__Available data__.

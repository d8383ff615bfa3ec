use std::collections::{BTreeMap, BTreeSet, VecDeque};

use rigsync_common::{BodyId, DeliveryClass, Envelope, FieldId, FieldUpdate, PeerId};
use rigsync_replicate::Transport;
use serde::{Deserialize, Serialize};

use crate::codec;

/// Delivery behavior of the loopback network.
#[derive(Debug, Clone, Copy, PartialEq, Serialize, Deserialize)]
#[serde(default)]
pub struct NetConfig {
    /// Probability in `[0, 1]` that an unreliable packet is dropped.
    pub unreliable_loss: f32,
    /// Randomly swap adjacent unreliable packets on delivery.
    pub reorder_unreliable: bool,
    /// Seed for the loss/reorder decisions.
    pub seed: u64,
}

impl Default for NetConfig {
    fn default() -> Self {
        Self {
            unreliable_loss: 0.0,
            reorder_unreliable: false,
            seed: 0,
        }
    }
}

/// Traffic counters.
#[derive(Debug, Clone, Copy, Default, PartialEq, Eq, Serialize)]
pub struct NetStats {
    pub sent: u64,
    pub delivered: u64,
    pub dropped: u64,
    pub reordered: u64,
    pub bytes: u64,
}

#[derive(Debug, Clone)]
struct Packet {
    from: PeerId,
    delivery: DeliveryClass,
    /// Buffered-last replays are never dropped.
    lossy: bool,
    bytes: Vec<u8>,
}

#[derive(Debug, Clone, Copy)]
struct BufferedUpdate {
    origin: PeerId,
    sequence: u64,
    delivery: DeliveryClass,
    update: FieldUpdate,
}

/// In-process network connecting one server and any number of clients.
///
/// Envelopes are CBOR-encoded on send and decoded on delivery. Reliable
/// packets always arrive in send order. Unreliable packets may be dropped or
/// swapped according to [`NetConfig`], deterministically for a given seed.
/// Every broadcast value is kept per (body, field) and replayed to peers that
/// connect later.
#[derive(Debug)]
pub struct LoopbackNetwork {
    config: NetConfig,
    server: PeerId,
    connected: BTreeSet<PeerId>,
    queues: BTreeMap<PeerId, VecDeque<Packet>>,
    buffered: BTreeMap<(BodyId, FieldId), BufferedUpdate>,
    rng: u64,
    stats: NetStats,
}

impl LoopbackNetwork {
    pub fn new(server: PeerId, config: NetConfig) -> Self {
        let mut network = Self {
            config,
            server,
            connected: BTreeSet::new(),
            queues: BTreeMap::new(),
            buffered: BTreeMap::new(),
            rng: config.seed,
            stats: NetStats::default(),
        };
        network.connected.insert(server);
        network.queues.insert(server, VecDeque::new());
        network
    }

    pub fn server(&self) -> PeerId {
        self.server
    }

    pub fn config(&self) -> &NetConfig {
        &self.config
    }

    pub fn set_unreliable_loss(&mut self, loss: f32) {
        self.config.unreliable_loss = loss.clamp(0.0, 1.0);
    }

    pub fn stats(&self) -> &NetStats {
        &self.stats
    }

    pub fn is_connected(&self, peer: PeerId) -> bool {
        self.connected.contains(&peer)
    }

    /// Connect `peer` and queue the buffered latest value of every field.
    /// Returns the number of replayed envelopes.
    pub fn connect(&mut self, peer: PeerId) -> usize {
        self.connected.insert(peer);
        self.queues.entry(peer).or_default();

        let mut replay: Vec<(BodyId, BufferedUpdate)> = self
            .buffered
            .iter()
            .map(|((body, _), b)| (*body, *b))
            .collect();
        replay.sort_by_key(|(_, b)| b.sequence);
        let server = self.server;
        let mut queued = 0;
        for (body, b) in replay {
            let envelope = Envelope {
                body,
                sequence: b.sequence,
                origin: b.origin,
                delivery: b.delivery,
                updates: vec![b.update],
            };
            if self.enqueue(server, peer, &envelope, false) {
                queued += 1;
            }
        }
        tracing::debug!(%peer, replayed = queued, "peer connected");
        queued
    }

    pub fn disconnect(&mut self, peer: PeerId) {
        self.connected.remove(&peer);
        self.queues.remove(&peer);
        tracing::debug!(%peer, "peer disconnected");
    }

    /// Drop the buffered values of a despawned body.
    pub fn forget_body(&mut self, body: BodyId) {
        self.buffered.retain(|(b, _), _| *b != body);
    }

    /// Transport handle for sends made by `peer`.
    pub fn link(&mut self, peer: PeerId) -> Link<'_> {
        Link {
            network: self,
            peer,
        }
    }

    /// Packets waiting across all peers.
    pub fn pending(&self) -> usize {
        self.queues.values().map(VecDeque::len).sum()
    }

    /// Deliver everything queued for `peer`, applying loss and reordering to
    /// unreliable packets.
    pub fn drain(&mut self, peer: PeerId) -> Vec<(PeerId, Envelope)> {
        let Some(queue) = self.queues.get_mut(&peer) else {
            return Vec::new();
        };
        let packets: Vec<Packet> = queue.drain(..).collect();

        let mut kept = Vec::with_capacity(packets.len());
        for packet in packets {
            if packet.lossy
                && packet.delivery == DeliveryClass::Unreliable
                && self.next_unit() < self.config.unreliable_loss
            {
                self.stats.dropped += 1;
                tracing::trace!(%peer, from = %packet.from, "unreliable packet dropped");
                continue;
            }
            kept.push(packet);
        }

        if self.config.reorder_unreliable {
            let mut i = 0;
            while i + 1 < kept.len() {
                let both_unreliable = kept[i].lossy
                    && kept[i + 1].lossy
                    && kept[i].delivery == DeliveryClass::Unreliable
                    && kept[i + 1].delivery == DeliveryClass::Unreliable;
                if both_unreliable && self.next_unit() < 0.5 {
                    kept.swap(i, i + 1);
                    self.stats.reordered += 1;
                    i += 2;
                } else {
                    i += 1;
                }
            }
        }

        let mut delivered = Vec::with_capacity(kept.len());
        for packet in kept {
            match codec::decode(&packet.bytes) {
                Ok(envelope) => {
                    self.stats.delivered += 1;
                    delivered.push((packet.from, envelope));
                }
                Err(e) => tracing::warn!(%peer, from = %packet.from, "undecodable packet: {e}"),
            }
        }
        delivered
    }

    fn send(&mut self, from: PeerId, to: PeerId, envelope: &Envelope) {
        self.enqueue(from, to, envelope, true);
    }

    fn enqueue(&mut self, from: PeerId, to: PeerId, envelope: &Envelope, lossy: bool) -> bool {
        if !self.connected.contains(&to) {
            return false;
        }
        let bytes = match codec::encode(envelope) {
            Ok(bytes) => bytes,
            Err(e) => {
                tracing::warn!(%from, %to, "dropping unencodable envelope: {e}");
                return false;
            }
        };
        self.stats.sent += 1;
        self.stats.bytes += bytes.len() as u64;
        self.queues.entry(to).or_default().push_back(Packet {
            from,
            delivery: envelope.delivery,
            lossy,
            bytes,
        });
        true
    }

    fn remember(&mut self, envelope: &Envelope) {
        for update in &envelope.updates {
            self.buffered.insert(
                (envelope.body, update.field),
                BufferedUpdate {
                    origin: envelope.origin,
                    sequence: envelope.sequence,
                    delivery: envelope.delivery,
                    update: *update,
                },
            );
        }
    }

    /// Uniform sample in `[0, 1)` from a splitmix64 stream.
    fn next_unit(&mut self) -> f32 {
        self.rng = self.rng.wrapping_add(0x9e37_79b9_7f4a_7c15);
        let mut z = self.rng;
        z = (z ^ (z >> 30)).wrapping_mul(0xbf58_476d_1ce4_e5b9);
        z = (z ^ (z >> 27)).wrapping_mul(0x94d0_49bb_1331_11eb);
        z ^= z >> 31;
        // 24 high bits give an exact f32 in [0, 1).
        (z >> 40) as f32 / (1u64 << 24) as f32
    }
}

/// A peer's sending end of the [`LoopbackNetwork`].
pub struct Link<'a> {
    network: &'a mut LoopbackNetwork,
    peer: PeerId,
}

impl Transport for Link<'_> {
    fn send_to_server(&mut self, envelope: Envelope) {
        let server = self.network.server;
        self.network.send(self.peer, server, &envelope);
    }

    fn broadcast(&mut self, envelope: Envelope) {
        self.network.remember(&envelope);
        let observers: Vec<PeerId> = self
            .network
            .connected
            .iter()
            .copied()
            .filter(|p| *p != self.peer)
            .collect();
        for to in observers {
            self.network.send(self.peer, to, &envelope);
        }
    }
}

#[cfg(test)]
mod tests {
    use super::*;
    use glam::Vec3;
    use rigsync_common::Payload;

    const SERVER: PeerId = PeerId(0);
    const ALICE: PeerId = PeerId(1);
    const BOB: PeerId = PeerId(2);

    fn envelope(body: BodyId, sequence: u64, field: FieldId, payload: Payload) -> Envelope {
        Envelope {
            body,
            sequence,
            origin: SERVER,
            delivery: field.delivery(),
            updates: vec![FieldUpdate { field, payload }],
        }
    }

    #[test]
    fn client_send_reaches_server_only() {
        let mut net = LoopbackNetwork::new(SERVER, NetConfig::default());
        net.connect(ALICE);
        net.connect(BOB);
        let env = envelope(BodyId::new(), 1, FieldId::Drag, Payload::Scalar(1.0));
        net.link(ALICE).send_to_server(env.clone());

        assert!(net.drain(BOB).is_empty());
        let got = net.drain(SERVER);
        assert_eq!(got, vec![(ALICE, env)]);
    }

    #[test]
    fn broadcast_skips_sender() {
        let mut net = LoopbackNetwork::new(SERVER, NetConfig::default());
        net.connect(ALICE);
        net.connect(BOB);
        let env = envelope(BodyId::new(), 1, FieldId::Gravity, Payload::Flag(false));
        net.link(SERVER).broadcast(env);

        assert_eq!(net.drain(ALICE).len(), 1);
        assert_eq!(net.drain(BOB).len(), 1);
        assert!(net.drain(SERVER).is_empty());
    }

    #[test]
    fn late_joiner_gets_latest_per_field() {
        let mut net = LoopbackNetwork::new(SERVER, NetConfig::default());
        let body = BodyId::new();
        for (seq, x) in [(1, 1.0), (2, 2.0), (3, 3.0)] {
            net.link(SERVER).broadcast(envelope(
                body,
                seq,
                FieldId::Velocity,
                Payload::Vector(Vec3::new(x, 0.0, 0.0)),
            ));
        }
        net.link(SERVER)
            .broadcast(envelope(body, 4, FieldId::Drag, Payload::Scalar(0.5)));

        assert_eq!(net.connect(ALICE), 2);
        let got = net.drain(ALICE);
        assert_eq!(got.len(), 2);
        assert_eq!(got[0].1.sequence, 3);
        assert_eq!(
            got[0].1.updates[0].payload,
            Payload::Vector(Vec3::new(3.0, 0.0, 0.0))
        );
        assert_eq!(got[0].1.body, body);
        assert_eq!(got[1].1.updates[0].field, FieldId::Drag);
    }

    #[test]
    fn forgotten_body_is_not_replayed() {
        let mut net = LoopbackNetwork::new(SERVER, NetConfig::default());
        let body = BodyId::new();
        net.link(SERVER)
            .broadcast(envelope(body, 1, FieldId::Drag, Payload::Scalar(0.5)));
        net.forget_body(body);
        assert_eq!(net.connect(ALICE), 0);
    }

    #[test]
    fn full_loss_drops_only_unreliable() {
        let config = NetConfig {
            unreliable_loss: 1.0,
            ..NetConfig::default()
        };
        let mut net = LoopbackNetwork::new(SERVER, config);
        net.connect(ALICE);
        let body = BodyId::new();
        net.link(ALICE).send_to_server(envelope(
            body,
            1,
            FieldId::Velocity,
            Payload::Vector(Vec3::X),
        ));
        net.link(ALICE)
            .send_to_server(envelope(body, 2, FieldId::Kinematic, Payload::Flag(true)));

        let got = net.drain(SERVER);
        assert_eq!(got.len(), 1);
        assert_eq!(got[0].1.updates[0].field, FieldId::Kinematic);
        assert_eq!(net.stats().dropped, 1);
    }

    #[test]
    fn buffered_replay_is_never_dropped() {
        let config = NetConfig {
            unreliable_loss: 1.0,
            ..NetConfig::default()
        };
        let mut net = LoopbackNetwork::new(SERVER, config);
        let body = BodyId::new();
        net.link(SERVER).broadcast(envelope(
            body,
            1,
            FieldId::Velocity,
            Payload::Vector(Vec3::X),
        ));
        net.connect(BOB);
        assert_eq!(net.drain(BOB).len(), 1);
    }

    #[test]
    fn reliable_order_preserved_under_reordering() {
        let config = NetConfig {
            reorder_unreliable: true,
            seed: 11,
            ..NetConfig::default()
        };
        let mut net = LoopbackNetwork::new(SERVER, config);
        net.connect(ALICE);
        let body = BodyId::new();
        for seq in 1..=20 {
            net.link(ALICE)
                .send_to_server(envelope(body, seq, FieldId::Drag, Payload::Scalar(seq as f32)));
        }
        let seqs: Vec<u64> = net.drain(SERVER).iter().map(|(_, e)| e.sequence).collect();
        assert_eq!(seqs, (1..=20).collect::<Vec<_>>());
        assert_eq!(net.stats().reordered, 0);
    }

    #[test]
    fn same_seed_same_losses() {
        let run = || {
            let config = NetConfig {
                unreliable_loss: 0.5,
                reorder_unreliable: true,
                seed: 99,
            };
            let mut net = LoopbackNetwork::new(SERVER, config);
            net.connect(ALICE);
            let body = BodyId::new();
            for seq in 1..=50 {
                net.link(ALICE).send_to_server(envelope(
                    body,
                    seq,
                    FieldId::Velocity,
                    Payload::Vector(Vec3::X),
                ));
            }
            net.drain(SERVER)
                .iter()
                .map(|(_, e)| e.sequence)
                .collect::<Vec<_>>()
        };
        assert_eq!(run(), run());
    }

    #[test]
    fn disconnected_peer_receives_nothing() {
        let mut net = LoopbackNetwork::new(SERVER, NetConfig::default());
        net.connect(ALICE);
        net.disconnect(ALICE);
        net.link(SERVER)
            .broadcast(envelope(BodyId::new(), 1, FieldId::Drag, Payload::Scalar(1.0)));
        assert!(net.drain(ALICE).is_empty());
        assert!(!net.is_connected(ALICE));
    }
}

__What to work on__.
Report how many lines of the listing hold the string "BufferedUpdate", giving only the number.

__Expected answer__.
4